The unpopularity of tower blocks in the UK is in marked contrast to many other countries. In Singapore and urban Hong Kong, for example, land prices are so high that almost the entire population lives in high rise apartments. Similarly, high land prices continue to encourage apartment tower construction in New York City (especially Manhattan).
One of the advantages of apartment blocks is that they decrease the costs of infrastructure development (water, power, roads, public transportation) as opposed to low-rise suburban houses.
Buildings containing low numbers of flats or apartments, or which are low-rise buildings such as tenement buildings, are described in apartment building. However in the United States all buildings are referred to as "apartment" buildings regardless of their size.
In recent years, some council or ex-council high-rises in the United Kingdom, including Trellick Tower, Keeling House and The Barbican Estate, have become popular with young professionals due to their excellent views, desirable locations and architectural pedigrees, and now command high prices. After a gap of around 30 years, new high-rise flats are once again being built in Glasgow, London, Leeds, Manchester and Liverpool, this time for wealthy professionals. They are often referred to by the American term 'Apartment Buildings', particularly by the developers, perhaps in an effort to distance these newer buildings from the older Tower Blocks from the 1950s and '60s.
Tower blocks were utilised by socialist governments to provide affordable housing for its citizens. Most of them are in countries like Russia, China and Brazil, and provide the bulk of public housing. Modern, well maintained commieblocks are very clean, comfortable and prove to be excellent housing type with many advantages over urban sprawl.
Such housing plans become popular during the presidency of Nikita Khrushchev in USSR. Here is the popular quote of Khrushchev on this matter:
- We must select a smaller number of standard designs .. and conduct our mass building programs using only these designs over the course of, say, five years .. and if no better designs turn up, then continue in the same way for the next five years.

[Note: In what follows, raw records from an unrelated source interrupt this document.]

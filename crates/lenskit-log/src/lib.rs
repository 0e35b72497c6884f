//! Structured logging for lenskit.
//!
//! Library crates log through the `log` facade; this crate installs a
//! `tracing` subscriber that picks those records up, writes them to the
//! console and, in debug builds, to a JSON file for post-mortem analysis.

use std::fs::File;
use std::path::Path;

use lenskit_config::Config;
use tracing_subscriber::{EnvFilter, fmt, layer::SubscriberExt, util::SubscriberInitExt};

/// Filter used when neither `RUST_LOG` nor the config sets a level.
pub const DEFAULT_FILTER: &str = "info,wgpu=warn,naga=warn";

/// Name of the JSON log file written in debug builds.
pub const LOG_FILE_NAME: &str = "lenskit.log";

/// Initialize the global tracing subscriber.
///
/// `RUST_LOG` takes precedence over `config.debug.log_level`, which takes
/// precedence over [`DEFAULT_FILTER`]. When `debug_build` is set and
/// `log_dir` is writable, records are also written as JSON lines to
/// `log_dir/lenskit.log`.
///
/// # Examples
///
/// ```no_run
/// use lenskit_config::Config;
/// use lenskit_log::init_logging;
///
/// let config = Config::default();
/// init_logging(Some(std::path::Path::new("./logs")), true, Some(&config));
/// ```
pub fn init_logging(log_dir: Option<&Path>, debug_build: bool, config: Option<&Config>) {
    let filter_str = filter_directives(config);
    let env_filter =
        EnvFilter::try_from_default_env().unwrap_or_else(|_| EnvFilter::new(&filter_str));

    let console_layer = fmt::layer()
        .with_target(true)
        .with_thread_ids(false)
        .with_thread_names(true)
        .with_level(true)
        .with_timer(fmt::time::uptime());

    let subscriber = tracing_subscriber::registry()
        .with(env_filter)
        .with(console_layer);

    if debug_build
        && let Some(log_dir) = log_dir
        && let Some(log_file) = open_log_file(log_dir)
    {
        let file_layer = fmt::layer()
            .with_writer(log_file)
            .with_ansi(false)
            .with_target(true)
            .with_timer(fmt::time::uptime())
            .json();

        subscriber.with(file_layer).init();
        return;
    }

    subscriber.init();
}

/// Filter directives from the config's log level, or [`DEFAULT_FILTER`].
pub fn filter_directives(config: Option<&Config>) -> String {
    match config {
        Some(config) if !config.debug.log_level.trim().is_empty() => {
            config.debug.log_level.clone()
        }
        _ => DEFAULT_FILTER.to_string(),
    }
}

/// Create `log_dir` if needed and open a fresh log file inside it.
fn open_log_file(log_dir: &Path) -> Option<File> {
    std::fs::create_dir_all(log_dir).ok()?;
    File::create(log_dir.join(LOG_FILE_NAME)).ok()
}

/// An `EnvFilter` built from [`DEFAULT_FILTER`].
pub fn default_env_filter() -> EnvFilter {
    EnvFilter::new(DEFAULT_FILTER)
}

- What's wrong with this approach, comrades? Template:Fact
Ideal socialist cities were built around Central and Eastern Europe, like Dunaújváros in Hungary and Ostrava in former Czechoslovakia. These cities show that one can find national influences in them as well, as in Nowa Huta, Poland. Czech renaissance sculpture and imagery exists in Ostrava in what could be called, "Soviet imperialist grandeur with local additives." [8] The streets were made just a little too wide in Dunaújváros, highlighting the reality of "things are beyond your control… keep that in mind." Hungarian incorporation of the Danube and decent central planning in Dunaújváros (meaning ‘'New Danube Town’' make this city one of the success stories of socialist planning, though gives the impression that one is living in a large kingdom, ruled by the Soviets.[9] A Soviet ‘pure socialist’ city called Magnitogorsk was brought to life in Stalin’s first 5 Year Plan, and was built on a ‘linear model’ for short commutes from flat to work and back, with varying success. Here the cold of winter made a linear pattern ridiculous, turning nature "into just another source of hostility." [10]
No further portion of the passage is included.